Judge: Gary Y. Tanaka, Case: BC655480, Date: 2022-12-19 Tentative Ruling
Case Number: BC655480 Hearing Date: December 19, 2022 Dept: B
LOS ANGELES SUPERIOR COURT – SOUTHWEST DISTRICT
Honorable Gary Y. Tanaka Monday,
December 19, 2022
Department B Calendar No. 10
PROCEEDINGS
Harold C. Branch, III v. City of Torrance, et al.
BC655480
1. City of Torrance, et al.’s
Motion for Partial Judgment on the Pleadings
TENTATIVE RULING
City of Torrance, et al.’s
Motion for Partial Judgment on the Pleadings is granted
with 20 days leave to amend.
Background
Plaintiff filed his Complaint on March 27, 2017, in both
state and federal court. On August 28,
2017, Plaintiff filed a Second Amended Complaint in the federal action. Thus, the Second Amended Complaint is the
operative pleading as it was the pleading at issue when the action was remanded
back to the instant State Court. Plaintiff
alleges the following facts: On October 31, 2016, Plaintiff’s mother, decedent Michelle
Shirley, was shot and killed by officers of the Torrance Police Department following
a slow speed chase. Plaintiff contends the Defendants failed to notice that
decedent was suffering from a mental illness episode and utilized excessive
force by shooting decedent.
This matter was previously in federal court under
federal jurisdiction due to Plaintiff’s claims under 42 U.S.C. § 1983. In the federal action, Defendants moved for
summary judgment and/or summary adjudication. The motion was granted, in part,
and denied, in part. As to the portions
of the motion which were denied, Defendants appealed. The Ninth Circuit reversed the district court’s
ruling that Defendants were not entitled to qualified immunity holding that the
use of force at the time of the shooting was objectively reasonable. The Ninth Circuit Court ruled that the state
law battery and Bane Act claims should have been dismissed. As to the state law negligence and wrongful
death claims, the Ninth Circuit held that these claims should be remanded back
to the trial court to consider whether Plaintiff may have viable claims based
on the conduct of the officers prior to the actual shooting. The district court thereafter remanded the
action back to the instant state court.
Prior to the hearing on Defendant’s motion for summary
judgment and/or summary adjudication, the causes of action that remained were: The
first cause of action for Intentional Wrongful Death and second cause of action
for Negligent Wrongful Death. The Court noted that both parties made reference
to a cause of action for Negligent Hiring, Retention, and Training. The Court noted that this cause of action was
apparently alleged in the original Complaint but was omitted from the operative
Second Amended Complaint. The state court
ordinarily gives effect to all pleadings and rulings made by the federal court
while the case was removed to federal court. Laguna Village, Inc. v.

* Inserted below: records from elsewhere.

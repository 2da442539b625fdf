use crate::error::ProjectError;
use crate::images::{self, IMAGES_DIR};
use crate::persistence::PROJECT_FILE;
use cardpress_model::{CardDeck, CardTemplate, ModelError};
use std::path::{Path, PathBuf};

/// A named card deck bound to its directory on disk.
#[derive(Debug, Clone)]
pub struct Project {
    name: String,
    dir: PathBuf,
    pub deck: CardDeck,
}

impl Project {
    pub fn new(name: impl Into<String>, dir: impl Into<PathBuf>, deck: CardDeck) -> Self {
        Self {
            name: name.into(),
            dir: dir.into(),
            deck,
        }
    }

    /// A project with the default field set and no cards.
    pub fn with_default_template(name: impl Into<String>, dir: impl Into<PathBuf>) -> Self {
        Self::new(name, dir, CardDeck::new(CardTemplate::with_default_fields()))
    }

    pub fn name(&self) -> &str {
        &self.name
    }

    pub fn dir(&self) -> &Path {
        &self.dir
    }

    pub fn project_file(&self) -> PathBuf {
        self.dir.join(PROJECT_FILE)
    }

    pub fn images_dir(&self) -> PathBuf {
        self.dir.join(IMAGES_DIR)
    }

    /// Copies `source` into the project's images directory and stores the
    /// new relative path as the value of `field_id` on card `record`.
    /// Files already inside the images directory are not copied again.
    pub fn assign_image(&mut self, record: usize, field_id: &str, source: &Path) -> Result<String, ProjectError> {
        match self.deck.template.field(field_id) {
            Some(field) if field.is_image() => {}
            Some(_) => return Err(ProjectError::NotAnImageField(field_id.to_string())),
            None => return Err(ModelError::UnknownField(field_id.to_string()).into()),
        }
        if self.deck.record(record).is_none() {
            return Err(ModelError::UnknownRecord(record).into());
        }

        let value = match source.to_str().and_then(|s| images::internal_value(&self.dir, s)) {
            Some(internal) => internal,
            None => images::copy_into_project(&self.dir, source)?,
        };
        self.deck.set_value(record, field_id, value.clone())?;
        log::info!("Assigned image {} to card {} field '{}'", value, record, field_id);
        Ok(value)
    }
}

Laborer's Int'l Union of North America (1983) 35 Cal.3d 174, 180-81. Thus,
no cause of action for Negligent Hiring, Retention, and Training was included
in the operative pleading.
On September 15, 2021, Defendant’s motion for summary
judgment and/or summary adjudication was denied, in part, and granted, in part.

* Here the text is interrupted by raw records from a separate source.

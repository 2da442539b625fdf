pub mod color;
pub mod geometry;

pub use color::Color;
pub use geometry::{Point, Rect, Size};
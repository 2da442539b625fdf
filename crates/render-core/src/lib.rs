//! Core rendering abstractions for card export.
//!
//! This crate provides what every output backend shares:
//! - [`PageContent`] and [`DrawItem`], the positioned draw list for one page
//! - the [`CardRenderer`] trait backends implement
//! - [`RenderError`]
//! - geometry and font helpers in [`utils`]

mod elements;
mod error;
mod traits;
pub mod utils;

pub use elements::{DrawItem, FontSpec, ImageResource, PageContent};
pub use error::RenderError;
pub use traits::CardRenderer;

Defendant’s motion for summary judgment
was denied. After the ruling on the
motion, the only cause of action that remains is the second cause of action for
Negligent Wrongful Death.
Request for Judicial Notice
Defendants’ request for judicial notice is granted
pursuant to Evidence Code Section 452(d).
Motion for Judgment on the Pleadings
A motion for judgment on the pleadings has the same
function as a general demurrer but is made after the time for demurrer has
expired. Code Civ. Proc., § 438, subd. (f). Except as provided by
statute, the rules governing demurrers apply. Civic Partners Stockton,
LLC v. Youssefi (2013) 218 Cal.App.4th 1005, 1012. “Judgment on the
pleadings is proper when the complaint does not state facts sufficient to
constitute a cause of action against the defendant.” Rolfe v. Cal.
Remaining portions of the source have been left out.